米マカフィ・ドット・コムは5月7日,迷惑メール対策用ソフト「McAfee.com SpamKiller」の販売を開始した。迷惑メールとは,広告など,ユーザーの同意を得ずに勝手に送りつけられるメールのこと。同ソフトを使うと,受信した電子メールの中から迷惑メールを自動検出し,削除してくれる。さらに,迷惑メールが2度と送られてこないように,迷惑メールの発信元に,あて先不明を装ったエラー通知メッセージを返信する。

 SpamKillerは,迷惑メールが2度と送られてこないように,該当するメール・アドレスが存在しないことを装ったエラー通知メールを作成し,発信元に送り返す。一般に迷惑メールの送信者は,あて先不明となったメール・アドレスを送信先リストから削除するなど,送信先リストを最新の状態に保つべく保守している。そのため,エラー通知メールを送り返すことで,送信先リストから自分のメール・アドレスを削除できる可能性が高くなるという。ただし,メール・ヘッダー(Return-Path,From,Received)を偽造した迷惑メールを受信した場合,無関係の第3者にエラー通知メールを送信してしまう危険もあり,運用には注意が必要になる。

 SpamKillerは,ユーザーのクライアントPCにインストールして使用する。動作は次のようになる。SpamKillerは,ユーザーが設定したメール・サーバーを定期的に監視。メールが送られてくると,その発信元を迷惑メール発信元データベースと照合する。該当するものがあれば迷惑メールと判断し,それを自動的に削除する。迷惑メール発信元データベースは,マカフィが管理し,毎日更新する。また,データベースに登録されていない迷惑メールに対処できるよう,題名,本文,メール・ヘッダー,国コードなどの情報をもとに迷惑メールかどうかを判定する仕組みも備えている。

 ただし,必要なメールを誤って削除してしまうことがないように,SpamKillerは削除したメールを30日間は保存する設定になっている。また,迷惑メールと間違えてほしくないメール・アドレスを登録し,削除しないように設定することも可能である。

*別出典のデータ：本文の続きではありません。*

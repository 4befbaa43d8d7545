//! Heartbeat writer lifecycle
//!
//! [`HeartbeatWriter`] runs on primary tablets and stamps the current time into
//! `<sidecar>.heartbeat` at a fixed interval. Replicas read the row to measure
//! replication lag.
//!
//! Lifecycle:
//! - `init(target)` records the shard identifier and, on a primary, creates the
//!   sidecar schema, the heartbeat table and the seed row
//! - `open()` starts the write pool and the ticker
//! - `close()` stops the ticker (waiting for an in-flight write) and the pool
//!
//! All transitions are serialized by one async mutex. The periodic write runs
//! outside that lock on the ticker task and never touches lifecycle state.
//!
//! # Example
//!
//! ```rust,ignore
//! use rivven_heartbeat::prelude::*;
//!
//! let metrics = Arc::new(HeartbeatMetrics::new());
//! let writer = HeartbeatWriter::new(
//!     HeartbeatConfig::new(Duration::from_secs(1), 101),
//!     factory,
//!     metrics.clone(),
//! )?;
//!
//! writer.init(&Target::primary("commerce", "-80")).await?;
//! writer.open().await;
//! // ... on demotion or shutdown
//! writer.close().await;
//! ```

use std::sync::Arc;
use std::time::Duration;
use tokio::sync::Mutex;
use tokio::time::Instant;
use tracing::{debug, info, warn};

use crate::config::HeartbeatConfig;
use crate::connection::{Connection, ConnectionFactory};
use crate::error::{Error, ErrorCategory, Result};
use crate::pool::{ConnectionPool, PoolStats, SimpleConnectionPool};
use crate::reporter::{ErrorReporter, HeartbeatMetrics};
use crate::template::{HeartbeatRow, HeartbeatTemplate};
use crate::ticker::Ticker;
use crate::types::{Clock, KeyspaceShard, SystemClock, Target};

#[derive(Debug, Clone, Copy, PartialEq, Eq)]
enum Lifecycle {
    Closed,
    Open,
}

struct WriterState {
    lifecycle: Lifecycle,
    keyspace_shard: Option<KeyspaceShard>,
    pool: Option<Arc<SimpleConnectionPool>>,
    ticker: Ticker,
}

/// Writes heartbeats for one tablet
pub struct HeartbeatWriter {
    enabled: bool,
    config: HeartbeatConfig,
    template: HeartbeatTemplate,
    factory: Arc<dyn ConnectionFactory>,
    clock: Arc<dyn Clock>,
    reporter: Arc<ErrorReporter>,
    state: Mutex<WriterState>,
}

impl HeartbeatWriter {
    /// Create a writer.
    ///
    /// A zero interval yields a disabled writer on which every operation is a
    /// no-op. An enabled writer validates its configuration up front.
    pub fn new(
        config: HeartbeatConfig,
        factory: Arc<dyn ConnectionFactory>,
        metrics: Arc<HeartbeatMetrics>,
    ) -> Result<Self> {
        let enabled = config.is_enabled();
        let template = if enabled {
            config.check()?;
            HeartbeatTemplate::new(config.sidecar_schema.clone())?
        } else {
            HeartbeatTemplate::default()
        };

        Ok(Self {
            enabled,
            template,
            factory,
            clock: Arc::new(SystemClock),
            reporter: Arc::new(ErrorReporter::new(metrics, config.error_log_cooldown)),
            state: Mutex::new(WriterState {
                lifecycle: Lifecycle::Closed,
                keyspace_shard: None,
                pool: None,
                ticker: Ticker::new(config.interval),
            }),
            config,
        })
    }

    /// Replace the wall clock used for heartbeat timestamps
    pub fn with_clock(mut self, clock: Arc<dyn Clock>) -> Self {
        self.clock = clock;
        self
    }

    /// Whether this writer does anything at all
    pub fn is_enabled(&self) -> bool {
        self.enabled
    }

    /// Write interval
    pub fn interval(&self) -> Duration {
        self.config.interval
    }

    /// Shared write counters
    pub fn metrics(&self) -> &Arc<HeartbeatMetrics> {
        self.reporter.metrics()
    }

    /// Reporter used for write outcomes
    pub fn reporter(&self) -> &Arc<ErrorReporter> {
        &self.reporter
    }

    /// Whether periodic writes are currently scheduled
    pub async fn is_open(&self) -> bool {
        self.state.lock().await.lifecycle == Lifecycle::Open
    }

    /// Shard identifier captured by the last `init`
    pub async fn keyspace_shard(&self) -> Option<KeyspaceShard> {
        self.state.lock().await.keyspace_shard.clone()
    }

    /// Statistics of the write pool while open
    pub async fn pool_stats(&self) -> Option<PoolStats> {
        self.state.lock().await.pool.as_ref().map(|pool| pool.stats())
    }

    /// Record the tablet's shard and prepare the heartbeat table.
    ///
    /// The shard identifier is captured for every role so a later promotion
    /// can `open` without another `init`. Table creation and the seed row only
    /// happen on a primary; failures there are reported and returned.
    pub async fn init(&self, target: &Target) -> Result<()> {
        if !self.enabled {
            return Ok(());
        }
        let mut state = self.state.lock().await;

        let keyspace_shard = target.keyspace_shard();
        info!(
            keyspace_shard = %keyspace_shard,
            tablet_type = %target.tablet_type,
            "Initializing heartbeat table"
        );
        state.keyspace_shard = Some(keyspace_shard.clone());

        if target.tablet_type.is_primary() {
            if let Err(e) = self.initialize_tables(&keyspace_shard).await {
                self.reporter.record_error(&e);
                return Err(e);
            }
        }
        Ok(())
    }

    /// Start the write pool and the periodic writes. No-op when already open.
    pub async fn open(&self) {
        if !self.enabled {
            return;
        }
        let mut state = self.state.lock().await;
        if state.lifecycle == Lifecycle::Open {
            return;
        }

        info!(
            interval_ms = self.config.interval.as_millis() as u64,
            tablet_uid = self.config.tablet_uid,
            "Beginning heartbeat writes"
        );
        if state.keyspace_shard.is_none() {
            warn!("Heartbeat writer opened before init; writes will fail until reopened");
        }

        let pool = SimpleConnectionPool::open(self.config.pool_config(), self.factory.clone()).await;
        let task = Arc::new(WriteTask {
            pool: pool.clone(),
            template: self.template.clone(),
            keyspace_shard: state.keyspace_shard.clone(),
            tablet_uid: self.config.tablet_uid,
            interval: self.config.interval,
            clock: self.clock.clone(),
            reporter: self.reporter.clone(),
        });
        state.ticker.start(move || {
            let task = task.clone();
            async move { task.write_heartbeat().await }
        });

        state.pool = Some(pool);
        state.lifecycle = Lifecycle::Open;
    }

    /// Stop periodic writes and close the pool. No-op when already closed.
    ///
    /// A write in flight is allowed to finish (bounded by its deadline) and
    /// its outcome is recorded as usual.
    pub async fn close(&self) {
        if !self.enabled {
            return;
        }
        let mut state = self.state.lock().await;
        if state.lifecycle == Lifecycle::Closed {
            return;
        }

        state.ticker.stop().await;
        if let Some(pool) = state.pool.take() {
            if let Err(e) = pool.close().await {
                warn!(error = %e, "Failed to close heartbeat write pool");
            }
        }
        info!("Stopped heartbeat writes");
        state.lifecycle = Lifecycle::Closed;
    }

    /// Create the sidecar schema and table and upsert the seed row over a
    /// dedicated connection.
    async fn initialize_tables(&self, keyspace_shard: &KeyspaceShard) -> Result<()> {
        let conn = self.factory.connect().await.map_err(|e| {
            Error::initialization("failed to create connection for heartbeat", e)
        })?;

        let result = self.seed_heartbeat(conn.as_ref(), keyspace_shard).await;
        if let Err(e) = conn.close().await {
            warn!(error = %e, "Failed to close heartbeat init connection");
        }
        result?;

        self.reporter.record_success();
        Ok(())
    }

    async fn seed_heartbeat(&self, conn: &dyn Connection, keyspace_shard: &KeyspaceShard) -> Result<()> {
        let create_schema = self.template.create_schema_sql();
        let create_table = self.template.create_table_sql();
        conn.execute_batch(&[create_schema.as_str(), create_table.as_str()])
            .await
            .map_err(|e| Error::initialization("failed to execute heartbeat init query", e))?;

        let insert = HeartbeatRow::new(keyspace_shard, self.config.tablet_uid, self.clock.now())
            .and_then(|row| self.template.render_insert(&row))
            .map_err(|e| Error::initialization("failed to bind initial heartbeat insert", e))?;

        conn.execute(&insert)
            .await
            .map_err(|e| Error::initialization("failed to execute initial heartbeat insert", e))?;
        Ok(())
    }
}

/// Everything one periodic write needs, captured at `open`
struct WriteTask {
    pool: Arc<SimpleConnectionPool>,
    template: HeartbeatTemplate,
    keyspace_shard: Option<KeyspaceShard>,
    tablet_uid: u32,
    interval: Duration,
    clock: Arc<dyn Clock>,
    reporter: Arc<ErrorReporter>,
}

impl WriteTask {
    /// One tick: write, then count the outcome. Errors never escape.
    async fn write_heartbeat(&self) {
        let deadline = Instant::now() + self.interval;
        match self.write_once(deadline).await {
            Ok(()) => self.reporter.record_success(),
            Err(e) => self.reporter.record_error(&e),
        }
    }

    async fn write_once(&self, deadline: Instant) -> Result<()> {
        let keyspace_shard = self
            .keyspace_shard
            .as_ref()
            .ok_or_else(|| Error::template("no keyspace shard; writer was opened before init"))?;
        let row = HeartbeatRow::new(keyspace_shard, self.tablet_uid, self.clock.now())?;
        let update = self.template.render_update(&row)?;

        match tokio::time::timeout_at(deadline, self.exec(deadline, &update)).await {
            Ok(result) => result,
            Err(_) => Err(Error::timeout(format!(
                "heartbeat write exceeded deadline of {}ms",
                self.interval.as_millis()
            ))),
        }
    }

    async fn exec(&self, deadline: Instant, sql: &str) -> Result<()> {
        let conn = self.pool.get(deadline).await?;
        match conn.execute(sql).await {
            Ok(rows) => {
                debug!(rows, "Heartbeat written");
                conn.recycle().await;
                Ok(())
            }
            Err(e) => {
                if e.category() == ErrorCategory::Connection {
                    conn.discard().await;
                } else {
                    conn.recycle().await;
                }
                Err(e)
            }
        }
    }
}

 価格は29.95ドル。従来市販されてきた迷惑メール対策ソフトは,サーバー側で動作するゲートウエイ製品として実装されているうえ価格も高く,中小企業や企業内の個人が利用することは難しかった。SpamKillerは,中小企業や個人の利用に適した迷惑メール対策ソフトといえる。なお,この製品はマカフィが買収したノルウェーのノヴァソフトの技術をもとに開発された。(H.J.)